The second idea is to use n-grams (if it's OK to tokenize), more specifically edge n-grams.

Otis
--
Sematext is hiring -- http://sematext.com/about/jobs.html?mls
Lucene, Solr, Nutch, Katta, Hadoop, HBase, UIMA, NLP, NER, IR



----- Original Message ----

> From: A. Steven Anderson <[hidden email]>
> To: [hidden email]
> Sent: Thu, November 5, 2009 3:04:32 PM
> Subject: Re: leading and trailing wildcard query
>
> No thoughts on this? Really!?
>
> I would hate to admit to my Oracle DBE that Solr can't be customized to do a
> common query that a relational database can do. :-(
>
>
> On Wed, Nov 4, 2009 at 6:01 PM, A. Steven Anderson <
> [hidden email]> wrote:
>
> > I've scoured the archives and JIRA , but the answer to my question is just
> > not clear to me.
> >
> > With all the new Solr 1.4 features, is there any way  to do a leading and
> > trailing wildcard query on an *untokenized* field?
> >
> > e.g. q=myfield:*abc* would return a doc with myfield=xxxabcxxx
> >
> > Yes, I know how expensive such a query would be, but we have the user
> > requirement, nonetheless.
> >
> > If not, any suggestions on how to implement a custom solution using Solr?
> > Using an external data structure?
> >
> >
> --
> A. Steven Anderson

Reply | Threaded
Open this post in threaded view
|

Re: leading and trailing wildcard query

A. Steven Anderson
>
> The guilt trick is not the best thing to try on public mailing lists. :)
>

Point taken, although not my intention.  I guess I have been spoiled by
quick replies and was getting to think it was a stupid question.

Plus, I'm literally gonna get trash talk from my Oracle DBE if I can't make
this work. ;-)

We've basically relegated Oracle to handling ingest from which we index Solr
and provide all search features.  I'd hate to have to succumb to using
Oracle to service this one special query.
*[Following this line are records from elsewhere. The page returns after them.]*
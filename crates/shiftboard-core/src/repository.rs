//! Read-modify-write engine over week documents
//!
//! Every mutation follows the same protocol:
//! 1. Fetch the target week's document, or synthesize seven blank days
//! 2. Find the day whose date matches the target date
//! 3. Change that day's shifts or notes in memory
//! 4. Merge-write the complete `days` sequence back in one call
//!
//! Step 4 replaces the whole sequence. Two clients editing the same week
//! concurrently race, and the later write silently wins. Reads always go to
//! the store, never to a live projection.

use crate::error::RepositoryError;
use chrono::NaiveDate;
use shiftboard_model::{
    ColorPair, Comment, DayRecord, Note, Session, Shift, ShiftDraft, ShiftId, Week, WeekDocument,
    WeekView,
};
use shiftboard_store::DocumentStore;
use std::fmt;
use std::sync::Arc;
use tokio::sync::Mutex;

/// Mutations and direct reads against the shared week documents
pub struct ShiftRepository {
    store: Arc<dyn DocumentStore>,
    /// One read-modify-write in flight per client
    writer: Mutex<()>,
}

impl ShiftRepository {
    /// Create repository over `store`
    #[inline]
    #[must_use]
    pub fn new(store: Arc<dyn DocumentStore>) -> Self {
        Self {
            store,
            writer: Mutex::new(()),
        }
    }

    /// The seven days of the week containing `date`, read from the store
    ///
    /// # Errors
    /// - `RepositoryError::StoreUnavailable` if the fetch fails
    /// - `RepositoryError::MalformedDocument` if the document cannot be decoded
    pub async fn fetch_week(&self, date: NaiveDate) -> Result<WeekView, RepositoryError> {
        let week = Week::containing(date);
        let doc = self.fetch_document(&week).await?;
        Ok(WeekView::project(week, doc.as_ref()))
    }

    /// One day, read from the store
    ///
    /// # Errors
    /// As [`Self::fetch_week`].
    pub async fn fetch_day(&self, date: NaiveDate) -> Result<DayRecord, RepositoryError> {
        let view = self.fetch_week(date).await?;
        Ok(view
            .day(date)
            .cloned()
            .unwrap_or_else(|| DayRecord::empty(date)))
    }

    /// Append a new shift built from `draft` under a fresh id
    ///
    /// # Errors
    /// - `RepositoryError::Validation` before any store access if the draft is malformed
    /// - otherwise as [`Self::update_shift`]
    pub async fn add_shift(
        &self,
        date: NaiveDate,
        draft: ShiftDraft,
    ) -> Result<Shift, RepositoryError> {
        draft.validate()?;
        self.append_shift(date, draft, "add_shift").await
    }

    /// Replace the stored shift sharing `shift.id`; silently does nothing if it is gone
    ///
    /// Fields are stored as given. Pasted shifts never passed validation, so
    /// recoloring them must not depend on it.
    ///
    /// # Errors
    /// - `RepositoryError::StoreUnavailable` if fetch or write fails; nothing is written
    /// - `RepositoryError::DayNotFound` if the fetched document lacks `date`
    pub async fn update_shift(&self, date: NaiveDate, shift: &Shift) -> Result<(), RepositoryError> {
        self.mutate(date, "update_shift", |day| {
            let stored = day.shift_mut(&shift.id)?;
            *stored = shift.clone();
            Some(())
        })
        .await?;
        Ok(())
    }

    /// Remove the shift with `id`; absent ids are a no-op
    ///
    /// # Errors
    /// As [`Self::update_shift`].
    pub async fn delete_shift(&self, date: NaiveDate, id: &ShiftId) -> Result<(), RepositoryError> {
        self.mutate(date, "delete_shift", |day| {
            let before = day.shifts.len();
            day.shifts.retain(|s| &s.id != id);
            (day.shifts.len() != before).then_some(())
        })
        .await?;
        Ok(())
    }

    /// Detached copy of `shift` without its id, for pasting
    #[must_use]
    pub fn copy_shift(shift: &Shift) -> ShiftDraft {
        shift.to_draft()
    }

    /// Add a copy of `clipboard` under a fresh id, without re-validating it
    ///
    /// # Errors
    /// As [`Self::update_shift`].
    pub async fn paste_shift(
        &self,
        date: NaiveDate,
        clipboard: &ShiftDraft,
    ) -> Result<Shift, RepositoryError> {
        self.append_shift(date, clipboard.clone(), "paste_shift").await
    }

    /// Replace the day's notes with `notes`
    ///
    /// # Errors
    /// As [`Self::update_shift`].
    pub async fn set_day_notes(
        &self,
        date: NaiveDate,
        notes: Vec<Note>,
    ) -> Result<(), RepositoryError> {
        self.mutate(date, "set_day_notes", |day| {
            day.notes = notes;
            Some(())
        })
        .await?;
        Ok(())
    }

    /// Append a note authored by `session` to the day's notes
    ///
    /// # Errors
    /// As [`Self::update_shift`].
    pub async fn add_note(
        &self,
        date: NaiveDate,
        text: &str,
        session: &Session,
    ) -> Result<Note, RepositoryError> {
        let note = Note::authored(session, text);
        self.mutate(date, "add_note", |day| {
            day.notes.push(note.clone());
            Some(())
        })
        .await?;
        Ok(note)
    }

    /// Append a comment authored by `session` to shift `id`
    ///
    /// Returns `None` without writing if the shift no longer exists.
    ///
    /// # Errors
    /// As [`Self::update_shift`].
    pub async fn add_comment(
        &self,
        date: NaiveDate,
        id: &ShiftId,
        text: &str,
        session: &Session,
    ) -> Result<Option<Comment>, RepositoryError> {
        let comment = Comment::authored(session, text);
        self.mutate(date, "add_comment", |day| {
            day.shift_mut(id)?.comments.push(comment.clone());
            Some(comment)
        })
        .await
    }

    /// Color `shift` as complete, filling blank initials from `session`
    ///
    /// # Errors
    /// As [`Self::update_shift`].
    pub async fn mark_complete(
        &self,
        date: NaiveDate,
        shift: &Shift,
        session: &Session,
    ) -> Result<Shift, RepositoryError> {
        let mut marked = shift.clone();
        marked.set_colors(ColorPair::COMPLETE);
        if marked.initials.trim().is_empty() {
            marked.initials.clone_from(&session.initials);
        }
        self.update_shift(date, &marked).await?;
        Ok(marked)
    }

    /// Color `shift` as handed to operations
    ///
    /// # Errors
    /// As [`Self::update_shift`].
    pub async fn mark_ops(&self, date: NaiveDate, shift: &Shift) -> Result<Shift, RepositoryError> {
        self.recolor(date, shift, ColorPair::OPS).await
    }

    /// Restore the default colors of `shift`
    ///
    /// # Errors
    /// As [`Self::update_shift`].
    pub async fn clear_status(
        &self,
        date: NaiveDate,
        shift: &Shift,
    ) -> Result<Shift, RepositoryError> {
        self.recolor(date, shift, ColorPair::DEFAULT).await
    }

    async fn recolor(
        &self,
        date: NaiveDate,
        shift: &Shift,
        pair: ColorPair,
    ) -> Result<Shift, RepositoryError> {
        let mut recolored = shift.clone();
        recolored.set_colors(pair);
        self.update_shift(date, &recolored).await?;
        Ok(recolored)
    }

    async fn append_shift(
        &self,
        date: NaiveDate,
        draft: ShiftDraft,
        operation: &'static str,
    ) -> Result<Shift, RepositoryError> {
        let shift = Shift::from_draft(draft);
        self.mutate(date, operation, |day| {
            day.shifts.push(shift.clone());
            Some(())
        })
        .await?;
        Ok(shift)
    }

    async fn fetch_document(&self, week: &Week) -> Result<Option<WeekDocument>, RepositoryError> {
        let raw = self
            .store
            .fetch(week.key.as_str())
            .await
            .map_err(|e| RepositoryError::from_store(&week.key, e))?;
        raw.map(|raw| {
            WeekDocument::from_raw(&raw).map_err(|e| RepositoryError::MalformedDocument {
                week: week.key.to_string(),
                reason: e.to_string(),
            })
        })
        .transpose()
    }

    /// Run one read-modify-write on the day at `date`
    ///
    /// `change` returns `None` when it left the day untouched; nothing is
    /// written in that case.
    async fn mutate<T>(
        &self,
        date: NaiveDate,
        operation: &'static str,
        change: impl FnOnce(&mut DayRecord) -> Option<T>,
    ) -> Result<Option<T>, RepositoryError> {
        let week = Week::containing(date);
        let _writer = self.writer.lock().await;

        let mut doc = match self.fetch_document(&week).await {
            Ok(doc) => doc.unwrap_or_else(|| WeekDocument::blank(&week)),
            Err(err) => {
                tracing::warn!(operation, week = %week.key, error = %err, "mutation abandoned");
                return Err(err);
            }
        };

        let Some(day) = doc.day_mut(date) else {
            tracing::debug!(operation, week = %week.key, %date, "day missing from document");
            return Err(RepositoryError::DayNotFound {
                week: week.key.to_string(),
                date: date.to_string(),
            });
        };

        let Some(outcome) = change(day) else {
            tracing::debug!(operation, week = %week.key, %date, "nothing to change");
            return Ok(None);
        };

        let patch = doc
            .days_patch()
            .map_err(|e| RepositoryError::MalformedDocument {
                week: week.key.to_string(),
                reason: e.to_string(),
            })?;

        if let Err(err) = self.store.merge_write(week.key.as_str(), patch).await {
            tracing::warn!(operation, week = %week.key, error = %err, "mutation abandoned");
            return Err(RepositoryError::from_store(&week.key, err));
        }

        tracing::info!(operation, week = %week.key, %date, "week document updated");
        Ok(Some(outcome))
    }
}

impl fmt::Debug for ShiftRepository {
    fn fmt(&self, f: &mut fmt::Formatter<'_>) -> fmt::Result {
        f.debug_struct("ShiftRepository").finish_non_exhaustive()
    }
}

#[cfg(test)]
mod tests {
    use super::*;
    use shiftboard_model::{week_key, IdentityToken};
    use shiftboard_store::MemoryDocumentStore;

    fn d(y: i32, m: u32, day: u32) -> NaiveDate {
        NaiveDate::from_ymd_opt(y, m, day).unwrap()
    }

    fn repo() -> (ShiftRepository, MemoryDocumentStore) {
        let store = MemoryDocumentStore::new();
        (ShiftRepository::new(Arc::new(store.clone())), store)
    }

    fn session() -> Session {
        Session::granted("Ada", "Lovelace", IdentityToken::from("anon"))
    }

    #[tokio::test]
    async fn empty_store_synthesizes_seven_days() {
        let (repo, store) = repo();
        let view = repo.fetch_week(d(2024, 6, 12)).await.unwrap();
        assert_eq!(view.week.key.as_str(), "2024-W24");
        assert_eq!(view.days.len(), 7);
        assert_eq!(view.days[0].date, d(2024, 6, 9));
        assert_eq!(view.days[6].date, d(2024, 6, 15));
        assert!(store.export().is_empty());
    }

    #[tokio::test]
    async fn invalid_draft_never_reaches_the_store() {
        let (repo, store) = repo();
        let err = repo
            .add_shift(d(2024, 6, 12), ShiftDraft::new("Dock", "900", "1700"))
            .await
            .unwrap_err();
        assert!(matches!(err, RepositoryError::Validation(_)));
        assert!(store.export().is_empty());
    }

    #[tokio::test]
    async fn first_write_persists_all_seven_days() {
        let (repo, store) = repo();
        repo.add_shift(d(2024, 6, 12), ShiftDraft::new("Dock", "0900", "1700"))
            .await
            .unwrap();
        let raw = store.export();
        let doc = WeekDocument::from_raw(&raw[week_key(d(2024, 6, 12)).as_str()]).unwrap();
        assert_eq!(doc.days.len(), 7);
    }

    #[tokio::test]
    async fn no_op_update_does_not_write() {
        let (repo, store) = repo();
        let ghost = Shift::from_draft(ShiftDraft::new("Dock", "0900", "1700"));
        repo.update_shift(d(2024, 6, 12), &ghost).await.unwrap();
        assert!(store.export().is_empty());
    }

    #[tokio::test]
    async fn comments_are_appended_with_author_label() {
        let (repo, _) = repo();
        let date = d(2024, 6, 12);
        let shift = repo
            .add_shift(date, ShiftDraft::new("Dock", "0900", "1700"))
            .await
            .unwrap();
        let first = repo
            .add_comment(date, &shift.id, "late start", &session())
            .await
            .unwrap()
            .unwrap();
        repo.add_comment(date, &shift.id, "covered", &session())
            .await
            .unwrap();

        let day = repo.fetch_day(date).await.unwrap();
        let stored = day.shift(&shift.id).unwrap();
        assert_eq!(stored.comments.len(), 2);
        assert_eq!(stored.comments[0], first);
        assert_eq!(stored.comments[0].user, "Ada Lovelace (AL)");
        assert_eq!(stored.comments[1].text, "covered");
    }

    #[tokio::test]
    async fn comment_on_missing_shift_is_none() {
        let (repo, _) = repo();
        let result = repo
            .add_comment(d(2024, 6, 12), &ShiftId::from("gone"), "hi", &session())
            .await
            .unwrap();
        assert!(result.is_none());
    }

    #[tokio::test]
    async fn mark_complete_keeps_existing_initials() {
        let (repo, _) = repo();
        let date = d(2024, 6, 12);
        let shift = repo
            .add_shift(date, ShiftDraft::new("Dock", "0900", "1700").with_initials("ZZ"))
            .await
            .unwrap();
        let marked = repo.mark_complete(date, &shift, &session()).await.unwrap();
        assert_eq!(marked.initials, "ZZ");
        assert_eq!(marked.colors(), ColorPair::COMPLETE);
    }

    #[tokio::test]
    async fn clear_status_restores_defaults() {
        let (repo, _) = repo();
        let date = d(2024, 6, 12);
        let shift = repo
            .add_shift(date, ShiftDraft::new("Dock", "0900", "1700"))
            .await
            .unwrap();
        let ops = repo.mark_ops(date, &shift).await.unwrap();
        assert_eq!(ops.colors(), ColorPair::OPS);
        repo.clear_status(date, &ops).await.unwrap();
        let stored = repo.fetch_day(date).await.unwrap();
        assert_eq!(stored.shift(&shift.id).unwrap().colors(), ColorPair::DEFAULT);
    }
}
> The first thing that popped to my mind is to use 2 fields, where the second
> one contains the desrever string of the first one.
>

Please elaborate. What do you mean by *desrever* string?


> The second idea is to use n-grams (if it's OK to tokenize), more
> specifically edge n-grams.
>

Well, that's the problem.  The field may have non-Latin characters that may
not have whitespace nor punctuation.


--
A. Steven Anderson
Reply | Threaded
Open this post in threaded view
|

RE: leading and trailing wildcard query

bernieh
In reply to this post by Otis Gospodnetic-2
I've just set up something similar (much thanks to Avesh!)-

<fieldType name="edgytext" class="solr.TextField" positionIncrementGap="100">
 <analyzer type="index">
   <tokenizer class="solr.KeywordTokenizerFactory"/>
   <filter class="solr.LowerCaseFilterFactory"/>
   <filter class="solr.EdgeNGramFilterFactory" minGramSize="5" maxGramSize="25" />
 </analyzer>
 <analyzer type="query">
   <tokenizer class="solr.KeywordTokenizerFactory"/>
   <filter class="solr.LowerCaseFilterFactory"/>
 </analyzer>
</fieldType>

<fieldType name="doubleedgytext" class="solr.TextField" positionIncrementGap="100">
 <analyzer type="index">
   <tokenizer class="solr.KeywordTokenizerFactory"/>
   <filter class="solr.LowerCaseFilterFactory"/>
   <filter class="solr.NGramFilterFactory" minGramSize="5" maxGramSize="25" />
 </analyzer>
 <analyzer type="query">
   <tokenizer class="solr.KeywordTokenizerFactory"/>
   <filter class="solr.LowerCaseFilterFactory"/>
 </analyzer>
</fieldType>
.
.
   <field name="beginswith" type="edgytext" indexed="true" stored="false" multiValued="true"/>
   <field name="contains" type="doubleedgytext" indexed="true" stored="false" multiValued="true"/>
.
.
   <!-- Copy for BEGINSWITH search -->
   <copyField source="content" dest="beginswith"/>
   <copyField source="*_t" dest="beginswith"/>
   <copyField source="*_mt" dest="beginswith"/>
   
   <!-- Copy for CONTAINS search -->
   <copyField source="content" dest="contains"/>
   <copyField source="*_t" dest="contains"/>
   <copyField source="*_mt" dest="contains"/>

bern

-----Original Message-----
From: Otis Gospodnetic [mailto:[hidden email]]
Sent: Friday, 6 November 2009 9:13 AM
To: [hidden email]
Subject: Re: leading and trailing wildcard query

The guilt trick is not the best thing to try on public mailing lists. :)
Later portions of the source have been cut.